Zelf merk je misschien dat het lezen wat moeilijker of langzamer gaat dan bij andere kinderen in de klas. Vaak merken je ouders of de juf of meester ook wel iets. Je krijgt dan eerst een tijdje extra hulp op school. Als lezen en spellen moeilijk blijft kan het zijn dan je dyslexie hebt.

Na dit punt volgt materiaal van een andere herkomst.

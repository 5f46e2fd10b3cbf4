use serde::{Deserialize, Serialize};
use std::path::{Path, PathBuf};

pub const DEFAULT_PERSONA_NAME: &str = "Chris Casey";
pub const DEFAULT_BIOGRAPHY_PATH: &str = "me/coverletter.txt";
pub const DEFAULT_PROFILE_PATH: &str = "me/Profile.pdf";

pub const DEFAULT_RESPONDER_BASE_URL: &str = "https://api.openai.com/v1";
pub const DEFAULT_RESPONDER_MODEL: &str = "gpt-4o-mini";
pub const DEFAULT_EVALUATOR_BASE_URL: &str =
    "https://generativelanguage.googleapis.com/v1beta/openai";
pub const DEFAULT_EVALUATOR_MODEL: &str = "gemini-2.0-flash-exp";
pub const DEFAULT_TIMEOUT_SECS: u64 = 60;

/// On-disk configuration. Every field is optional; anything left unset falls
/// back to the environment or the built-in default.
#[derive(Debug, Default, Clone, PartialEq, Serialize, Deserialize)]
#[serde(default)]
pub struct Config {
    pub persona: PersonaSection,
    pub responder: BackendSection,
    pub evaluator: BackendSection,
    pub regeneration: RegenerationSection,
    #[serde(skip_serializing_if = "Option::is_none")]
    pub log_file: Option<PathBuf>,
}

#[derive(Debug, Default, Clone, PartialEq, Serialize, Deserialize)]
#[serde(default)]
pub struct PersonaSection {
    #[serde(skip_serializing_if = "Option::is_none")]
    pub name: Option<String>,
    #[serde(skip_serializing_if = "Option::is_none")]
    pub biography: Option<PathBuf>,
    #[serde(skip_serializing_if = "Option::is_none")]
    pub profile: Option<PathBuf>,
}

#[derive(Debug, Default, Clone, PartialEq, Serialize, Deserialize)]
#[serde(default)]
pub struct BackendSection {
    #[serde(skip_serializing_if = "Option::is_none")]
    pub base_url: Option<String>,
    #[serde(skip_serializing_if = "Option::is_none")]
    pub model: Option<String>,
    #[serde(skip_serializing_if = "Option::is_none")]
    pub timeout_secs: Option<u64>,
}

#[derive(Debug, Default, Clone, PartialEq, Serialize, Deserialize)]
#[serde(default)]
pub struct RegenerationSection {
    #[serde(skip_serializing_if = "Option::is_none")]
    pub keep_trigger_instruction: Option<bool>,
}

/// Shortens paths under `$HOME` to `~/...` for messages shown to the user.
pub fn path_display<P: AsRef<Path>>(path: P) -> String {
    let path = path.as_ref();

    #[cfg(unix)]
    {
        if let Some(home) = std::env::var_os("HOME") {
            let home_path = PathBuf::from(home);
            if let Ok(relative) = path.strip_prefix(&home_path) {
                return format!("~/{}", relative.display());
            }
        }
    }

    path.display().to_string()
}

Hoe gaat het onderzoek in zijn werk?
Er kan dan een onderzoek gedaan worden: dan komt er iemand naar school of je gaat naar iemand toe. Dit is meestal een orthopedagoog of psycholoog. Hij of zij kijkt naar hoe het lezen en spellen bij jou gaat, maar ook naar andere dingen. Bijvoorbeeld of je geheugen goed werkt en of je snel plaatjes kunt benoemen die je ziet. Je krijgt bijvoorbeeld opdrachten met letters en taal, geheugenopdrachten, het lezen van woorden en het schrijven van woorden. Uit het onderzoek kan komen dat je dyslexie hebt.
Je hebt dyslexie. En dan?
Als je dyslexie hebt worden er afspraken gemaakt over wat jou het beste kan helpen, op school en thuis. Je krijgt soms ook een dyslexiebehandeling. Je krijgt ook een dyslexieverklaring. Daar staat op dat je dyslexie hebt en dat je bijvoorbeeld extra tijd mag krijgen bij toetsen. Dit soort informatie is handig voor de school om te weten, zodat ze daar rekening mee kunnen houden. Deze verklaring blijft je hele leven geldig, ook als je naar een andere school gaat.